Cair,
levantar, antecipar, alucinar – repetição.
Ninguém
quer saber.
É um horror
cerebral pensarmos que não nos lembramos de nada antes de nascermos
– nem mesmo dos primeiros anos em que já respiramos e choramos por
leite materno enquanto as primeiras cores, agora esquecidas, nos
invadem os olhos – e temermos para onde poderemos ir quando
cessarmos a nossa existência física. Pois que não tenhamos receio –
será igual depois ao que foi antes: oco, vazio, inerte, indolor,
nada.
O pesadelo do Ser, pelos jardins do
sofrimento, da mágoa e da angústia, é aqui e agora, à medida que
envelhecemos com ataques de fúria e ansiedade a funcionarem como uma
ignição para um estado de alerta constante que nos enlouquece em
noites de insónia tão inebriantes quanto horripilantes.

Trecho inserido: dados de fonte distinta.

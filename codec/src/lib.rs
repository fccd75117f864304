mod body;
mod certs;
mod envelope;
mod metadata;
mod utils;
mod value;
mod witness;

pub use body::*;
pub use certs::*;
pub use envelope::*;
pub use metadata::*;
pub use utils::*;
pub use value::*;
pub use witness::*;
//! Certificate codec - stake, pool and governance certificates
//!
//! Tags follow the Shelley/Conway certificate CDDL. Only the certificate
//! kinds the construction engine emits are covered.

use minicbor::data::{Tag, Type};
use minicbor::{Decode, Decoder, Encode, Encoder};
use tekton_common::Credential;

const TAG_STAKE_REGISTRATION: u64 = 0;
const TAG_STAKE_DEREGISTRATION: u64 = 1;
const TAG_STAKE_DELEGATION: u64 = 2;
const TAG_POOL_REGISTRATION: u64 = 3;
const TAG_POOL_RETIREMENT: u64 = 4;
const TAG_VOTE_DELEGATION: u64 = 9;

const RATIONAL_TAG: u64 = 30;

/// Margin as a rational number
#[derive(Debug, Clone, Copy, PartialEq, Eq)]
pub struct UnitInterval {
    pub numerator: u64,
    pub denominator: u64,
}

/// Pool relay forms
#[derive(Debug, Clone, PartialEq, Eq)]
pub enum PoolRelay {
    SingleHostAddr {
        port: Option<u16>,
        ipv4: Option<[u8; 4]>,
        ipv6: Option<[u8; 16]>,
    },
    SingleHostName {
        port: Option<u16>,
        dns_name: String,
    },
    MultiHostName {
        dns_name: String,
    },
}

/// Off-chain pool metadata reference
#[derive(Debug, Clone, PartialEq, Eq)]
pub struct PoolMetadataRef {
    pub url: String,
    pub hash: Vec<u8>,
}

/// Pool registration certificate body
#[derive(Debug, Clone, PartialEq, Eq)]
pub struct PoolRegistration {
    pub operator: Vec<u8>,
    pub vrf_key_hash: Vec<u8>,
    pub pledge: u64,
    pub cost: u64,
    pub margin: UnitInterval,

    /// 29-byte reward account address
    pub reward_account: Vec<u8>,

    /// Owner stake key hashes
    pub owners: Vec<Vec<u8>>,
    pub relays: Vec<PoolRelay>,
    pub metadata: Option<PoolMetadataRef>,
}

/// Delegation target for governance vote delegation
#[derive(Debug, Clone, PartialEq, Eq)]
pub enum DRep {
    KeyHash(Vec<u8>),
    ScriptHash(Vec<u8>),
    Abstain,
    NoConfidence,
}

/// A certificate in a transaction body
#[derive(Debug, Clone, PartialEq, Eq)]
pub enum Certificate {
    StakeRegistration(Credential),
    StakeDeregistration(Credential),
    StakeDelegation {
        credential: Credential,
        pool_key_hash: Vec<u8>,
    },
    PoolRegistration(PoolRegistration),
    PoolRetirement {
        pool_key_hash: Vec<u8>,
        epoch: u64,
    },
    VoteDelegation {
        credential: Credential,
        drep: DRep,
    },
}

pub fn encode_credential<W: minicbor::encode::Write>(
    credential: &Credential,
    e: &mut Encoder<W>,
) -> Result<(), minicbor::encode::Error<W::Error>> {
    match credential {
        Credential::AddrKeyHash(hash) => e.array(2)?.u8(0)?.bytes(hash)?,
        Credential::ScriptHash(hash) => e.array(2)?.u8(1)?.bytes(hash)?,
    };
    Ok(())
}

pub fn decode_credential(d: &mut Decoder) -> Result<Credential, minicbor::decode::Error> {
    if d.array()? != Some(2) {
        return Err(minicbor::decode::Error::message("expected credential pair"));
    }
    match d.u64()? {
        0 => Ok(Credential::AddrKeyHash(d.bytes()?.to_vec())),
        1 => Ok(Credential::ScriptHash(d.bytes()?.to_vec())),
        n => Err(minicbor::decode::Error::message(format!(
            "unknown credential kind {n}"
        ))),
    }
}

fn encode_nullable_u16<W: minicbor::encode::Write>(
    v: &Option<u16>,
    e: &mut Encoder<W>,
) -> Result<(), minicbor::encode::Error<W::Error>> {
    match v {
        Some(v) => e.u16(*v)?,
        None => e.null()?,
    };
    Ok(())
}

fn decode_nullable_u16(d: &mut Decoder) -> Result<Option<u16>, minicbor::decode::Error> {
    if d.datatype()? == Type::Null {
        d.skip()?;
        Ok(None)
    } else {
        Ok(Some(d.u16()?))
    }
}

fn decode_nullable_bytes(d: &mut Decoder) -> Result<Option<Vec<u8>>, minicbor::decode::Error> {
    if d.datatype()? == Type::Null {
        d.skip()?;
        Ok(None)
    } else {
        Ok(Some(d.bytes()?.to_vec()))
    }
}

impl<C> Encode<C> for PoolRelay {
    fn encode<W: minicbor::encode::Write>(
        &self,
        e: &mut Encoder<W>,
        _ctx: &mut C,
    ) -> Result<(), minicbor::encode::Error<W::Error>> {
        match self {
            Self::SingleHostAddr { port, ipv4, ipv6 } => {
                e.array(4)?.u8(0)?;
                encode_nullable_u16(port, e)?;
                match ipv4 {
                    Some(ip) => e.bytes(ip)?,
                    None => e.null()?,
                };
                match ipv6 {
                    Some(ip) => e.bytes(ip)?,
                    None => e.null()?,
                };
            }
            Self::SingleHostName { port, dns_name } => {
                e.array(3)?.u8(1)?;
                encode_nullable_u16(port, e)?;
                e.str(dns_name)?;
            }
            Self::MultiHostName { dns_name } => {
                e.array(2)?.u8(2)?.str(dns_name)?;
            }
        }
        Ok(())
    }
}

impl<'b, C> Decode<'b, C> for PoolRelay {
    fn decode(d: &mut Decoder<'b>, _ctx: &mut C) -> Result<Self, minicbor::decode::Error> {
        d.array()?;
        match d.u64()? {
            0 => {
                let port = decode_nullable_u16(d)?;
                let ipv4 = match decode_nullable_bytes(d)? {
                    Some(b) => Some(<[u8; 4]>::try_from(b.as_slice()).map_err(|_| {
                        minicbor::decode::Error::message("bad ipv4 length in relay")
                    })?),
                    None => None,
                };
                let ipv6 = match decode_nullable_bytes(d)? {
                    Some(b) => Some(<[u8; 16]>::try_from(b.as_slice()).map_err(|_| {
                        minicbor::decode::Error::message("bad ipv6 length in relay")
                    })?),
                    None => None,
                };
                Ok(Self::SingleHostAddr { port, ipv4, ipv6 })
            }
            1 => Ok(Self::SingleHostName {
                port: decode_nullable_u16(d)?,
                dns_name: d.str()?.to_string(),
            }),
            2 => Ok(Self::MultiHostName {
                dns_name: d.str()?.to_string(),
            }),
            n => Err(minicbor::decode::Error::message(format!(
                "unknown relay kind {n}"
            ))),
        }
    }
}

impl<C> Encode<C> for DRep {
    fn encode<W: minicbor::encode::Write>(
        &self,
        e: &mut Encoder<W>,
        _ctx: &mut C,
    ) -> Result<(), minicbor::encode::Error<W::Error>> {
        match self {
            Self::KeyHash(hash) => e.array(2)?.u8(0)?.bytes(hash)?,
            Self::ScriptHash(hash) => e.array(2)?.u8(1)?.bytes(hash)?,
            Self::Abstain => e.array(1)?.u8(2)?,
            Self::NoConfidence => e.array(1)?.u8(3)?,
        };
        Ok(())
    }
}

impl<'b, C> Decode<'b, C> for DRep {
    fn decode(d: &mut Decoder<'b>, _ctx: &mut C) -> Result<Self, minicbor::decode::Error> {
        d.array()?;
        match d.u64()? {
            0 => Ok(Self::KeyHash(d.bytes()?.to_vec())),
            1 => Ok(Self::ScriptHash(d.bytes()?.to_vec())),
            2 => Ok(Self::Abstain),
            3 => Ok(Self::NoConfidence),
            n => Err(minicbor::decode::Error::message(format!(
                "unknown drep kind {n}"
            ))),
        }
    }
}

impl<C> Encode<C> for Certificate {
    fn encode<W: minicbor::encode::Write>(
        &self,
        e: &mut Encoder<W>,
        ctx: &mut C,
    ) -> Result<(), minicbor::encode::Error<W::Error>> {
        match self {
            Self::StakeRegistration(credential) => {
                e.array(2)?.u64(TAG_STAKE_REGISTRATION)?;
                encode_credential(credential, e)?;
            }
            Self::StakeDeregistration(credential) => {
                e.array(2)?.u64(TAG_STAKE_DEREGISTRATION)?;
                encode_credential(credential, e)?;
            }
            Self::StakeDelegation {
                credential,
                pool_key_hash,
            } => {
                e.array(3)?.u64(TAG_STAKE_DELEGATION)?;
                encode_credential(credential, e)?;
                e.bytes(pool_key_hash)?;
            }
            Self::PoolRegistration(pool) => {
                e.array(10)?.u64(TAG_POOL_REGISTRATION)?;
                e.bytes(&pool.operator)?;
                e.bytes(&pool.vrf_key_hash)?;
                e.u64(pool.pledge)?;
                e.u64(pool.cost)?;
                e.tag(Tag::new(RATIONAL_TAG))?;
                e.array(2)?.u64(pool.margin.numerator)?.u64(pool.margin.denominator)?;
                e.bytes(&pool.reward_account)?;
                e.array(pool.owners.len() as u64)?;
                for owner in &pool.owners {
                    e.bytes(owner)?;
                }
                e.array(pool.relays.len() as u64)?;
                for relay in &pool.relays {
                    relay.encode(e, ctx)?;
                }
                match &pool.metadata {
                    Some(metadata) => {
                        e.array(2)?.str(&metadata.url)?.bytes(&metadata.hash)?;
                    }
                    None => {
                        e.null()?;
                    }
                }
            }
            Self::PoolRetirement {
                pool_key_hash,
                epoch,
            } => {
                e.array(3)?.u64(TAG_POOL_RETIREMENT)?.bytes(pool_key_hash)?.u64(*epoch)?;
            }
            Self::VoteDelegation { credential, drep } => {
                e.array(3)?.u64(TAG_VOTE_DELEGATION)?;
                encode_credential(credential, e)?;
                drep.encode(e, ctx)?;
            }
        }
        Ok(())
    }
}

impl<'b, C> Decode<'b, C> for Certificate {
    fn decode(d: &mut Decoder<'b>, ctx: &mut C) -> Result<Self, minicbor::decode::Error> {
        d.array()?;
        match d.u64()? {
            TAG_STAKE_REGISTRATION => Ok(Self::StakeRegistration(decode_credential(d)?)),
            TAG_STAKE_DEREGISTRATION => Ok(Self::StakeDeregistration(decode_credential(d)?)),
            TAG_STAKE_DELEGATION => Ok(Self::StakeDelegation {
                credential: decode_credential(d)?,
                pool_key_hash: d.bytes()?.to_vec(),
            }),
            TAG_POOL_REGISTRATION => {
                let operator = d.bytes()?.to_vec();
                let vrf_key_hash = d.bytes()?.to_vec();
                let pledge = d.u64()?;
                let cost = d.u64()?;
                let tag = d.tag()?;
                if tag.as_u64() != RATIONAL_TAG {
                    return Err(minicbor::decode::Error::message(format!(
                        "expected rational tag for pool margin, got {}",
                        tag.as_u64()
                    )));
                }
                if d.array()? != Some(2) {
                    return Err(minicbor::decode::Error::message("malformed pool margin"));
                }
                let margin = UnitInterval {
                    numerator: d.u64()?,
                    denominator: d.u64()?,
                };
                let reward_account = d.bytes()?.to_vec();

                let n = d.array()?.ok_or_else(|| {
                    minicbor::decode::Error::message("indefinite pool owner array")
                })?;
                let mut owners = Vec::with_capacity(n as usize);
                for _ in 0..n {
                    owners.push(d.bytes()?.to_vec());
                }

                let n = d.array()?.ok_or_else(|| {
                    minicbor::decode::Error::message("indefinite pool relay array")
                })?;
                let mut relays = Vec::with_capacity(n as usize);
                for _ in 0..n {
                    relays.push(PoolRelay::decode(d, ctx)?);
                }

                let metadata = if d.datatype()? == Type::Null {
                    d.skip()?;
                    None
                } else {
                    if d.array()? != Some(2) {
                        return Err(minicbor::decode::Error::message("malformed pool metadata"));
                    }
                    Some(PoolMetadataRef {
                        url: d.str()?.to_string(),
                        hash: d.bytes()?.to_vec(),
                    })
                };

                Ok(Self::PoolRegistration(PoolRegistration {
                    operator,
                    vrf_key_hash,
                    pledge,
                    cost,
                    margin,
                    reward_account,
                    owners,
                    relays,
                    metadata,
                }))
            }
            TAG_POOL_RETIREMENT => Ok(Self::PoolRetirement {
                pool_key_hash: d.bytes()?.to_vec(),
                epoch: d.u64()?,
            }),
            TAG_VOTE_DELEGATION => Ok(Self::VoteDelegation {
                credential: decode_credential(d)?,
                drep: DRep::decode(d, ctx)?,
            }),
            n => Err(minicbor::decode::Error::message(format!(
                "unsupported certificate kind {n}"
            ))),
        }
    }
}

// -- Tests --
#[cfg(test)]
mod tests {
    use super::*;

    fn round_trip(cert: &Certificate) {
        let bytes = minicbor::to_vec(cert).unwrap();
        let decoded: Certificate = minicbor::decode(&bytes).unwrap();
        assert_eq!(&decoded, cert);
    }

    fn key_credential() -> Credential {
        Credential::AddrKeyHash(vec![0x11; 28])
    }

    #[test]
    fn stake_certificates() {
        round_trip(&Certificate::StakeRegistration(key_credential()));
        round_trip(&Certificate::StakeDeregistration(key_credential()));
        round_trip(&Certificate::StakeDelegation {
            credential: key_credential(),
            pool_key_hash: vec![0x22; 28],
        });
    }

    #[test]
    fn stake_registration_bytes() {
        let cert = Certificate::StakeRegistration(key_credential());
        let bytes = minicbor::to_vec(&cert).unwrap();
        // [0, [0, h'11...']]
        assert_eq!(&bytes[..5], &[0x82, 0x00, 0x82, 0x00, 0x58]);
    }

    #[test]
    fn pool_registration_round_trip() {
        round_trip(&Certificate::PoolRegistration(PoolRegistration {
            operator: vec![0x33; 28],
            vrf_key_hash: vec![0x44; 32],
            pledge: 5_000_000_000,
            cost: 340_000_000,
            margin: UnitInterval {
                numerator: 3,
                denominator: 100,
            },
            reward_account: vec![0xe1; 29],
            owners: vec![vec![0x55; 28], vec![0x66; 28]],
            relays: vec![
                PoolRelay::SingleHostAddr {
                    port: Some(3001),
                    ipv4: Some([10, 0, 0, 1]),
                    ipv6: None,
                },
                PoolRelay::SingleHostName {
                    port: None,
                    dns_name: "relay.example.com".into(),
                },
                PoolRelay::MultiHostName {
                    dns_name: "relays.example.com".into(),
                },
            ],
            metadata: Some(PoolMetadataRef {
                url: "https://example.com/pool.json".into(),
                hash: vec![0x77; 32],
            }),
        }));
    }

    #[test]
    fn pool_retirement_round_trip() {
        round_trip(&Certificate::PoolRetirement {
            pool_key_hash: vec![0x88; 28],
            epoch: 312,
        });
    }

    #[test]
    fn vote_delegation_round_trip() {
        round_trip(&Certificate::VoteDelegation {
            credential: key_credential(),
            drep: DRep::KeyHash(vec![0x99; 28]),
        });
        round_trip(&Certificate::VoteDelegation {
            credential: key_credential(),
            drep: DRep::Abstain,
        });
        round_trip(&Certificate::VoteDelegation {
            credential: key_credential(),
            drep: DRep::NoConfidence,
        });
    }
}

Aí, envolvidos numa redoma de
obsidiana opaca e brilhante, sofremos por antecipação e alucinamos
com pensamentos sobre momentos que ainda não aconteceram e que podem
muito bem nem vir a acontecer – e não dormimos. E quando
adormecemos, atacam-nos sonhos vívidos que nos sufocam deste lado da
realidade.
Aí, estamos numa ara de sacrifício
instalada no centro de uma caótica cidade isolada, toda ela
iluminada por premonições incontroláveis e abjetas que se estendem
ao infinito, de pescoço descoberto, prontos a receber o derradeiro
golpe que, afinal, não passa de autocomiseração.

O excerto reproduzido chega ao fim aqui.